DATA TO USE:
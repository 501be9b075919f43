use anyhow::Result;
use serde::{Deserialize, Serialize};
use std::fs;
use std::path::PathBuf;

/// Theme options
#[derive(Debug, Clone, Copy, Serialize, Deserialize, PartialEq, Default)]
pub enum ThemeMode {
    #[default]
    Dark,
    Light,
    Ocean,
}

impl ThemeMode {
    /// Next theme in the `t` cycling order
    pub fn next(self) -> Self {
        match self {
            ThemeMode::Dark => ThemeMode::Light,
            ThemeMode::Light => ThemeMode::Ocean,
            ThemeMode::Ocean => ThemeMode::Dark,
        }
    }
}

/// Language options
#[derive(Debug, Clone, Serialize, Deserialize, PartialEq, Default)]
pub enum Language {
    Korean,
    #[default]
    English,
}

/// Application configuration
#[derive(Debug, Clone, Serialize, Deserialize)]
pub struct Config {
    /// Theme mode selection
    pub theme_mode: ThemeMode,
    /// Language selection
    pub language: Language,
    /// Show help overlay
    pub show_help: bool,
}

impl Default for Config {
    fn default() -> Self {
        Self {
            theme_mode: ThemeMode::default(),
            language: Language::default(),
            show_help: false,
        }
    }
}

impl Config {
    /// Load configuration from file, creating default if not found
    pub fn load() -> Result<Self> {
        let config_path = Self::config_path()?;

        // Load existing config or create default
        let config = if config_path.exists() {
            let content = fs::read_to_string(&config_path)?;
            serde_json::from_str(&content).unwrap_or_else(|_| {
                // If parsing fails, use default and save it
                let default_config = Config::default();
                let _ = default_config.save();
                default_config
            })
        } else {
            // Create and save default config
            let default_config = Config::default();
            let _ = default_config.save();
            default_config
        };

        Ok(config)
    }

    /// Save configuration to file
    pub fn save(&self) -> Result<()> {
        let config_path = Self::config_path()?;

        // Ensure parent directory exists
        if let Some(parent) = config_path.parent() {
            fs::create_dir_all(parent)?;
        }

        let content = serde_json::to_string_pretty(self)?;
        fs::write(&config_path, content)?;
        Ok(())
    }

    /// Get the configuration file path
    fn config_path() -> Result<PathBuf> {
        let home_dir =
            dirs::home_dir().ok_or_else(|| anyhow::anyhow!("Could not find home directory"))?;

        // Use XDG config directory standard or fallback to ~/.config
        let config_dir = if let Ok(xdg_config) = std::env::var("XDG_CONFIG_HOME") {
            PathBuf::from(xdg_config)
        } else {
            home_dir.join(".config")
        };

        let app_config_dir = config_dir.join("todo-enhanced");

        // Create config directory if it doesn't exist
        fs::create_dir_all(&app_config_dir)?;

        Ok(app_config_dir.join("config.json"))
    }

    /// Set theme mode
    pub fn set_theme_mode(&mut self, theme_mode: ThemeMode) {
        self.theme_mode = theme_mode;
    }

    /// Toggle help overlay
    pub fn toggle_help(&mut self) {
        self.show_help = !self.show_help;
    }

    /// Get theme display string
    pub fn theme_display(&self) -> &str {
        match self.theme_mode {
            ThemeMode::Dark => "Dark",
            ThemeMode::Light => "Light",
            ThemeMode::Ocean => "Ocean",
        }
    }
}

#[cfg(test)]
mod tests {
    use super::*;

    #[test]
    fn test_default_config() {
        let config = Config::default();
        assert_eq!(config.theme_mode, ThemeMode::Dark);
        assert_eq!(config.language, Language::English);
        assert!(!config.show_help);
    }

    #[test]
    fn test_theme_mode_serialization() {
        let themes = vec![ThemeMode::Dark, ThemeMode::Light, ThemeMode::Ocean];

        for theme in themes {
            let serialized = serde_json::to_string(&theme).unwrap();
            let deserialized: ThemeMode = serde_json::from_str(&serialized).unwrap();
            assert_eq!(theme, deserialized);
        }
    }

    #[test]
    fn test_theme_mode_cycle_covers_all_modes() {
        let start = ThemeMode::Dark;
        let mut seen = vec![start];
        let mut current = start;

        loop {
            current = current.next();
            if current == start {
                break;
            }
            seen.push(current);
        }

        assert_eq!(seen.len(), 3);
    }

    #[test]
    fn test_language_serialization() {
        let languages = vec![Language::Korean, Language::English];

        for lang in languages {
            let serialized = serde_json::to_string(&lang).unwrap();
            let deserialized: Language = serde_json::from_str(&serialized).unwrap();
            assert_eq!(lang, deserialized);
        }
    }

    #[test]
    fn test_config_serialization() {
        let config = Config {
            theme_mode: ThemeMode::Ocean,
            language: Language::Korean,
            show_help: true,
        };

        let serialized = serde_json::to_string_pretty(&config).unwrap();
        let deserialized: Config = serde_json::from_str(&serialized).unwrap();

        assert_eq!(config.theme_mode, deserialized.theme_mode);
        assert_eq!(config.language, deserialized.language);
        assert_eq!(config.show_help, deserialized.show_help);
    }

    #[test]
    fn test_theme_display() {
        let mut config = Config::default();
        assert_eq!(config.theme_display(), "Dark");

        config.set_theme_mode(ThemeMode::Ocean);
        assert_eq!(config.theme_display(), "Ocean");
    }
}
use chrono::{Local, NaiveDate};
use ratatui::{
    layout::{Constraint, Direction, Layout, Rect},
    style::{Modifier, Style},
    text::{Line, Span, Text},
    widgets::{Clear, Widget},
    Frame,
};

use crate::{
    app::{App, InputMode, StatusType},
    shared::theme::{ModernIcons, ModernTheme},
    widgets::{
        icon_span, metric_span, status_icon, truncate_text, ButtonVariant, ModernButton,
        ModernCard, ModernList, ModernListItem, ModernProgressBar, ProgressVariant,
    },
};

/// Format the header date as "Month Day" in the fixed English locale
fn format_header_date(date: NaiveDate) -> String {
    date.format("%B %-d").to_string()
}

/// The header shows the todo count as a literal decimal
fn format_todo_count(count: usize) -> String {
    count.to_string()
}

/// Draw the main UI
pub fn draw(f: &mut Frame, app: &App) {
    let theme = app.current_theme().clone();

    let chunks = Layout::default()
        .direction(Direction::Vertical)
        .constraints([
            Constraint::Length(3), // Header
            Constraint::Min(0),    // Main content
            Constraint::Length(4), // Footer
        ])
        .split(f.size());

    draw_modern_header(f, chunks[0], app, &theme);
    draw_modern_main_content(f, chunks[1], app, &theme);
    draw_modern_footer(f, chunks[2], app, &theme);

    // Draw input overlay while a new todo is being typed
    if app.input_mode == InputMode::Editing {
        draw_input_overlay(f, f.size(), app, &theme);
    }

    // Draw help overlay if enabled
    if app.config.show_help {
        draw_help_overlay(f, f.size(), app, &theme);
    }
}
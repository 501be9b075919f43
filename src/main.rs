use anyhow::Result;

mod app;
mod clipboard;
mod features;
mod shared;
mod ui;
mod widgets;

#[cfg(test)]
mod widgets_tests;

#[tokio::main]
async fn main() -> Result<()> {
    // Initialize the application
    let mut app = app::App::new()?;

    // Run the TUI
    app.run().await?;

    Ok(())
}
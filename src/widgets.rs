#![allow(dead_code)]

use ratatui::{
    buffer::Buffer,
    layout::Rect,
    style::{Modifier, Style},
    text::{Line, Span, Text},
    widgets::{Block, Borders, Paragraph, Widget, Wrap},
};
use unicode_segmentation::UnicodeSegmentation;
use unicode_width::UnicodeWidthStr;

use crate::shared::theme::{ModernIcons, ModernTheme, ProgressChars};

/// Helper function to render text with proper Unicode support
/// Returns the number of columns (visual width) consumed
fn render_text_unicode_aware(
    text: &str,
    buf: &mut Buffer,
    x: u16,
    y: u16,
    max_x: u16,
    style: Style,
) -> u16 {
    let mut current_x = x;

    for grapheme in text.graphemes(true) {
        let width = grapheme.width();

        // Check if we have enough space for this grapheme
        if current_x + width as u16 > max_x {
            break;
        }

        // Render the grapheme
        let cell = buf.get_mut(current_x, y);
        cell.set_symbol(grapheme);
        cell.set_style(style);

        // Move to next position based on grapheme width
        current_x += width as u16;

        // For zero-width graphemes, ensure we advance at least one position
        if width == 0 && current_x == x {
            current_x += 1;
        }
    }

    current_x - x
}

/// Modern card widget with rounded corners
pub struct ModernCard<'a> {
    title: Option<&'a str>,
    content: Text<'a>,
    theme: &'a ModernTheme,
    focused: bool,
}

impl<'a> ModernCard<'a> {
    pub fn new(content: Text<'a>, theme: &'a ModernTheme) -> Self {
        Self {
            title: None,
            content,
            theme,
            focused: false,
        }
    }

    pub fn title(mut self, title: &'a str) -> Self {
        self.title = Some(title);
        self
    }

    pub fn focused(mut self, focused: bool) -> Self {
        self.focused = focused;
        self
    }
}

impl<'a> Widget for ModernCard<'a> {
    fn render(self, area: Rect, buf: &mut Buffer) {
        let border_style = if self.focused {
            self.theme.border_focused_style()
        } else {
            self.theme.border_style()
        };

        let mut block = Block::default()
            .borders(Borders::ALL)
            .border_style(border_style);

        if let Some(title) = self.title {
            block = block.title(title);
        }

        let inner = block.inner(area);
        block.render(area, buf);

        Paragraph::new(self.content)
            .wrap(Wrap { trim: true })
            .render(inner, buf);
    }
}

/// Modern progress bar with percentage display
pub struct ModernProgressBar<'a> {
    percentage: f64,
    label: Option<&'a str>,
    theme: &'a ModernTheme,
    show_percentage: bool,
    variant: ProgressVariant,
}

#[derive(Clone, Copy)]
pub enum ProgressVariant {
    Success,
    Warning,
    Danger,
    Info,
    Auto, // Chooses color based on percentage
}

impl<'a> ModernProgressBar<'a> {
    pub fn new(percentage: f64, theme: &'a ModernTheme) -> Self {
        Self {
            percentage: percentage.clamp(0.0, 100.0),
            label: None,
            theme,
            show_percentage: true,
            variant: ProgressVariant::Auto,
        }
    }

    pub fn label(mut self, label: &'a str) -> Self {
        self.label = Some(label);
        self
    }

    pub fn show_percentage(mut self, show: bool) -> Self {
        self.show_percentage = show;
        self
    }

    pub fn variant(mut self, variant: ProgressVariant) -> Self {
        self.variant = variant;
        self
    }
}

impl<'a> Widget for ModernProgressBar<'a> {
    fn render(self, area: Rect, buf: &mut Buffer) {
        if area.width < 3 || area.height < 1 {
            return;
        }

        // Choose style based on variant
        let progress_style = match self.variant {
            ProgressVariant::Success => self.theme.progress_success_style(),
            ProgressVariant::Warning => self.theme.progress_warning_style(),
            ProgressVariant::Danger => self.theme.progress_danger_style(),
            ProgressVariant::Info => self.theme.info_style(),
            ProgressVariant::Auto => self.theme.progress_style_for_percentage(self.percentage),
        };

        // Calculate filled width
        let progress_width = area.width as f64 * (self.percentage / 100.0);
        let filled_chars = progress_width.floor() as u16;
        let remaining_width = progress_width - filled_chars as f64;

        // Render progress bar
        for x in 0..area.width {
            let cell = buf.get_mut(area.x + x, area.y);

            if x < filled_chars {
                cell.set_char(ProgressChars::FILLED);
                cell.set_style(progress_style);
            } else if x == filled_chars && remaining_width > 0.5 {
                cell.set_char(ProgressChars::PARTIAL);
                cell.set_style(progress_style);
            } else {
                cell.set_char(ProgressChars::EMPTY);
                cell.set_style(self.theme.dimmed_style());
            }
        }

        // Render percentage or label overlay
        if area.height > 1 || area.width > 10 {
            let overlay_text = if let Some(label) = self.label {
                if self.show_percentage {
                    format!("{} {:.0}%", label, self.percentage)
                } else {
                    label.to_string()
                }
            } else if self.show_percentage {
                format!("{:.0}%", self.percentage)
            } else {
                String::new()
            };

            if !overlay_text.is_empty() {
                let text_width = overlay_text.width();
                if text_width <= area.width as usize {
                    let x_offset = (area.width as usize - text_width) / 2;
                    render_text_unicode_aware(
                        &overlay_text,
                        buf,
                        area.x + x_offset as u16,
                        area.y,
                        area.x + area.width,
                        Style::default().fg(self.theme.text_primary),
                    );
                }
            }
        }
    }
}

/// Modern list widget with icons and a selection highlight
pub struct ModernList<'a> {
    items: Vec<ModernListItem<'a>>,
    selected: Option<usize>,
    theme: &'a ModernTheme,
    title: Option<&'a str>,
}

pub struct ModernListItem<'a> {
    text: Line<'a>,
    icon: Option<&'a str>,
    style: Option<Style>,
}

impl<'a> ModernListItem<'a> {
    pub fn new<T: Into<Line<'a>>>(text: T) -> Self {
        Self {
            text: text.into(),
            icon: None,
            style: None,
        }
    }

    pub fn icon(mut self, icon: &'a str) -> Self {
        self.icon = Some(icon);
        self
    }

    pub fn style(mut self, style: Style) -> Self {
        self.style = Some(style);
        self
    }
}

impl<'a> ModernList<'a> {
    pub fn new(items: Vec<ModernListItem<'a>>, theme: &'a ModernTheme) -> Self {
        Self {
            items,
            selected: None,
            theme,
            title: None,
        }
    }

    pub fn selected(mut self, index: Option<usize>) -> Self {
        self.selected = index;
        self
    }

    pub fn title(mut self, title: &'a str) -> Self {
        self.title = Some(title);
        self
    }
}

impl<'a> Widget for ModernList<'a> {
    fn render(self, area: Rect, buf: &mut Buffer) {
        let mut block = Block::default()
            .borders(Borders::ALL)
            .border_style(self.theme.border_style());

        if let Some(title) = self.title {
            block = block.title(title);
        }

        let inner = block.inner(area);
        block.render(area, buf);

        // Render list items
        for (i, item) in self.items.iter().enumerate() {
            if i >= inner.height as usize {
                break;
            }

            let y = inner.y + i as u16;
            let mut x = inner.x;

            // Determine item style
            let item_style = if Some(i) == self.selected {
                self.theme.selected_style()
            } else {
                item.style
                    .unwrap_or_else(|| self.theme.secondary_text_style())
            };

            // Render background for the selected item
            if Some(i) == self.selected {
                for bg_x in inner.x..inner.x + inner.width {
                    let cell = buf.get_mut(bg_x, y);
                    cell.set_style(item_style);
                }
            }

            // Render icon if present
            if let Some(icon) = item.icon {
                let consumed =
                    render_text_unicode_aware(icon, buf, x, y, inner.x + inner.width, item_style);
                x += consumed;
                if x < inner.x + inner.width {
                    let cell = buf.get_mut(x, y);
                    cell.set_char(' ');
                    x += 1;
                }
            }

            // Render text
            for span in &item.text.spans {
                let consumed = render_text_unicode_aware(
                    &span.content,
                    buf,
                    x,
                    y,
                    inner.x + inner.width,
                    span.style.patch(item_style),
                );
                x += consumed;
            }
        }
    }
}

/// Modern button widget with hover and press states
pub struct ModernButton<'a> {
    text: &'a str,
    theme: &'a ModernTheme,
    pressed: bool,
    hovered: bool,
    variant: ButtonVariant,
}

#[derive(Clone, Copy)]
pub enum ButtonVariant {
    Primary,
    Secondary,
    Success,
    Warning,
    Danger,
}

impl<'a> ModernButton<'a> {
    pub fn new(text: &'a str, theme: &'a ModernTheme) -> Self {
        Self {
            text,
            theme,
            pressed: false,
            hovered: false,
            variant: ButtonVariant::Primary,
        }
    }

    pub fn pressed(mut self, pressed: bool) -> Self {
        self.pressed = pressed;
        self
    }

    pub fn hovered(mut self, hovered: bool) -> Self {
        self.hovered = hovered;
        self
    }

    pub fn variant(mut self, variant: ButtonVariant) -> Self {
        self.variant = variant;
        self
    }
}

impl<'a> Widget for ModernButton<'a> {
    fn render(self, area: Rect, buf: &mut Buffer) {
        if area.width < 3 || area.height < 1 {
            return;
        }

        // Choose style based on variant and state
        let (bg_color, fg_color) = match self.variant {
            ButtonVariant::Primary => (self.theme.primary, self.theme.text_primary),
            ButtonVariant::Secondary => (self.theme.secondary, self.theme.text_primary),
            ButtonVariant::Success => (self.theme.success, self.theme.text_primary),
            ButtonVariant::Warning => (self.theme.warning, self.theme.text_primary),
            ButtonVariant::Danger => (self.theme.danger, self.theme.text_primary),
        };

        let button_style = if self.pressed {
            Style::default()
                .fg(fg_color)
                .bg(bg_color)
                .add_modifier(Modifier::DIM)
        } else if self.hovered {
            Style::default()
                .fg(fg_color)
                .bg(bg_color)
                .add_modifier(Modifier::BOLD)
        } else {
            Style::default().fg(fg_color).bg(bg_color)
        };

        // Fill background
        for y in area.y..area.y + area.height {
            for x in area.x..area.x + area.width {
                let cell = buf.get_mut(x, y);
                cell.set_char(' ');
                cell.set_style(button_style);
            }
        }

        // Render text centered
        let text_width = self.text.width();
        if text_width <= area.width as usize {
            let x_offset = (area.width as usize - text_width) / 2;
            let y_offset = area.height / 2;

            render_text_unicode_aware(
                self.text,
                buf,
                area.x + x_offset as u16,
                area.y + y_offset,
                area.x + area.width,
                button_style,
            );
        }
    }
}

/// Create a styled icon span
pub fn icon_span<'a>(icon: &'a str, style: Style) -> Span<'a> {
    Span::styled(icon, style)
}

/// Create a metric display span (for numbers)
pub fn metric_span<'a>(text: String, theme: &'a ModernTheme) -> Span<'a> {
    Span::styled(text, theme.metric_style())
}

/// Status icon for a todo: check mark when done, hollow circle when open
pub fn status_icon(done: bool) -> &'static str {
    if done {
        ModernIcons::COMPLETED
    } else {
        ModernIcons::PENDING
    }
}

/// Truncate todo text with consistent ellipsis handling across the UI
/// Handles Unicode characters properly and provides consistent display
pub fn truncate_text(text: &str, max_width: usize) -> String {
    if text.width() <= max_width {
        text.to_string()
    } else {
        // Use grapheme clusters to handle Unicode properly
        let mut result = String::new();
        let mut current_width = 0;
        let ellipsis = "...";
        let ellipsis_width = ellipsis.width();
        let target_width = max_width.saturating_sub(ellipsis_width);

        for grapheme in text.graphemes(true) {
            let grapheme_width = grapheme.width();
            if current_width + grapheme_width > target_width {
                break;
            }
            result.push_str(grapheme);
            current_width += grapheme_width;
        }

        result.push_str(ellipsis);
        result
    }
}
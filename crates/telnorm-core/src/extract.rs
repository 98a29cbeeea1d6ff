//! Metric extraction for discovered instances and the chassis scope.

use std::collections::BTreeMap;

use crate::config::{ChassisSpec, InterfaceSpec, MetricDefinition};
use crate::discovery::Discovery;
use crate::models::{CollectionStats, INTERFACE_TYPE_LABEL, MetricValue};
use crate::resolve::Document;
use crate::trace::{Trace, TraceEvent};
use crate::transform::transform;

/// Evaluates `definitions` against one context node.
///
/// A metric is emitted only when its raw value resolves and converts.
#[allow(clippy::too_many_arguments)]
fn extract_from_node<D: Document>(
    doc: &D,
    node: &D::Node,
    definitions: &[MetricDefinition<D::Path>],
    instance_id: Option<&str>,
    labels: &BTreeMap<String, String>,
    trace: &dyn Trace,
    stats: &mut CollectionStats,
    out: &mut Vec<MetricValue>,
) {
    for def in definitions {
        let Some(raw) = doc.text(node, &def.path, trace) else {
            trace.event(&TraceEvent::MetricDropped {
                instance_id: instance_id.map(str::to_string),
                metric: def.name.clone(),
                raw: None,
            });
            stats.misses += 1;
            continue;
        };
        match transform(&raw, &def.transform) {
            Some(value) => {
                trace.event(&TraceEvent::MetricExtracted {
                    instance_id: instance_id.map(str::to_string),
                    metric: def.name.clone(),
                    raw,
                    value,
                });
                stats.metrics += 1;
                out.push(MetricValue {
                    name: def.name.clone(),
                    value,
                    instance_id: instance_id.map(str::to_string),
                    labels: labels.clone(),
                });
            }
            None => {
                trace.event(&TraceEvent::MetricDropped {
                    instance_id: instance_id.map(str::to_string),
                    metric: def.name.clone(),
                    raw: Some(raw),
                });
                stats.dropped += 1;
            }
        }
    }
}

/// Per-instance metrics with counts.
pub fn extract_with_stats<D: Document>(
    doc: &D,
    discoveries: &[Discovery<D::Node>],
    specs: &BTreeMap<String, InterfaceSpec<D::Path>>,
    trace: &dyn Trace,
) -> (Vec<MetricValue>, CollectionStats) {
    let mut stats = CollectionStats::default();
    let mut out = Vec::new();
    for discovery in discoveries {
        let Some(spec) = specs.get(&discovery.interface_type) else {
            continue;
        };
        let labels = BTreeMap::from([(INTERFACE_TYPE_LABEL.to_string(), spec.type_name.clone())]);
        extract_from_node(
            doc,
            &discovery.node,
            &spec.metrics,
            Some(&discovery.instance.instance_id),
            &labels,
            trace,
            &mut stats,
            &mut out,
        );
    }
    (out, stats)
}

/// Resolves each instance's metric definitions against its own node.
pub fn extract<D: Document>(
    doc: &D,
    discoveries: &[Discovery<D::Node>],
    specs: &BTreeMap<String, InterfaceSpec<D::Path>>,
    trace: &dyn Trace,
) -> Vec<MetricValue> {
    extract_with_stats(doc, discoveries, specs, trace).0
}

/// Chassis metrics with counts.
pub fn extract_chassis_with_stats<D: Document>(
    doc: &D,
    chassis: &ChassisSpec<D::Path>,
    trace: &dyn Trace,
) -> (Vec<MetricValue>, CollectionStats) {
    let mut stats = CollectionStats::default();
    let mut out = Vec::new();

    let root = doc.root();
    let scope = match &chassis.path {
        Some(path) => doc.select(&root, path, trace).into_iter().next(),
        None => Some(root),
    };
    let Some(scope) = scope else {
        stats.misses += chassis.metrics.len();
        return (out, stats);
    };

    extract_from_node(
        doc,
        &scope,
        &chassis.metrics,
        None,
        &BTreeMap::new(),
        trace,
        &mut stats,
        &mut out,
    );
    (out, stats)
}

/// Global-scope metrics; every result has `instance_id == None`.
pub fn extract_chassis<D: Document>(
    doc: &D,
    chassis: &ChassisSpec<D::Path>,
    trace: &dyn Trace,
) -> Vec<MetricValue> {
    extract_chassis_with_stats(doc, chassis, trace).0
}
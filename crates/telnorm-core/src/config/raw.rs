//! Serde shapes of the profile file, before validation.

use std::collections::BTreeMap;

use serde::Deserialize;

use super::Protocol;

#[derive(Debug, Deserialize)]
#[serde(deny_unknown_fields)]
pub(crate) struct RawProfile {
    #[serde(default)]
    pub protocol: Protocol,
    #[serde(default)]
    pub device_type: Option<String>,
    #[serde(default)]
    pub namespaces: BTreeMap<String, String>,
    #[serde(default)]
    pub chassis: Option<RawChassis>,
    #[serde(default)]
    pub interfaces: BTreeMap<String, RawInterface>,
}

#[derive(Debug, Deserialize)]
#[serde(deny_unknown_fields)]
pub(crate) struct RawChassis {
    #[serde(default, alias = "xpath", alias = "oid")]
    pub path: Option<String>,
    #[serde(default)]
    pub metrics: Vec<RawMetric>,
}

#[derive(Debug, Deserialize)]
#[serde(deny_unknown_fields)]
pub(crate) struct RawInterface {
    #[serde(default, alias = "xpath", alias = "oid")]
    pub path: Option<String>,
    #[serde(default, alias = "instance_key")]
    pub primary_key: Option<String>,
    #[serde(default, alias = "fallback_id_key")]
    pub fallback_key: Option<String>,
    #[serde(default, alias = "instance_name_key")]
    pub name_key: Option<String>,
    #[serde(default)]
    pub description_key: Option<String>,
    #[serde(default)]
    pub properties: RawProperties,
    #[serde(default)]
    pub metrics: Vec<RawMetric>,
}

/// `properties: [fiber-type]` or `properties: {fiber: fiber-type}`.
#[derive(Debug, Deserialize)]
#[serde(untagged)]
pub(crate) enum RawProperties {
    List(Vec<String>),
    Map(BTreeMap<String, String>),
}

impl Default for RawProperties {
    fn default() -> Self {
        RawProperties::List(Vec::new())
    }
}

#[derive(Debug, Deserialize)]
#[serde(deny_unknown_fields)]
pub(crate) struct RawMetric {
    #[serde(default)]
    pub name: Option<String>,
    #[serde(default, alias = "xpath", alias = "oid")]
    pub path: Option<String>,
    #[serde(default)]
    pub string_map: Option<RawStringMap>,
    #[serde(default)]
    pub parse_timestamp: bool,
    #[serde(default)]
    pub multiplier: Option<f64>,
    #[serde(default, alias = "help_text")]
    pub help: String,
    /// Accepted for compatibility; every metric is a gauge.
    #[serde(default)]
    #[allow(dead_code)]
    pub metric_type: Option<String>,
}

/// Inline table, built-in name (`status`) or definition (`"down:0,up:1"`).
#[derive(Debug, Deserialize)]
#[serde(untagged)]
pub(crate) enum RawStringMap {
    Inline(BTreeMap<String, i64>),
    Named(String),
}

DIRECTIONS FOR THIS TASK: Return nothing but the lines from the first line of the listing through the line with "Next theme in", please, keeping every one of them unchanged.

SOLUTION:
repository 501be9b075919f43
use anyhow::Result;
use serde::{Deserialize, Serialize};
use std::fs;
use std::path::PathBuf;

/// Theme options
#[derive(Debug, Clone, Copy, Serialize, Deserialize, PartialEq, Default)]
pub enum ThemeMode {
    #[default]
    Dark,
    Light,
    Ocean,
}

impl ThemeMode {
    /// Next theme in the `t` cycling order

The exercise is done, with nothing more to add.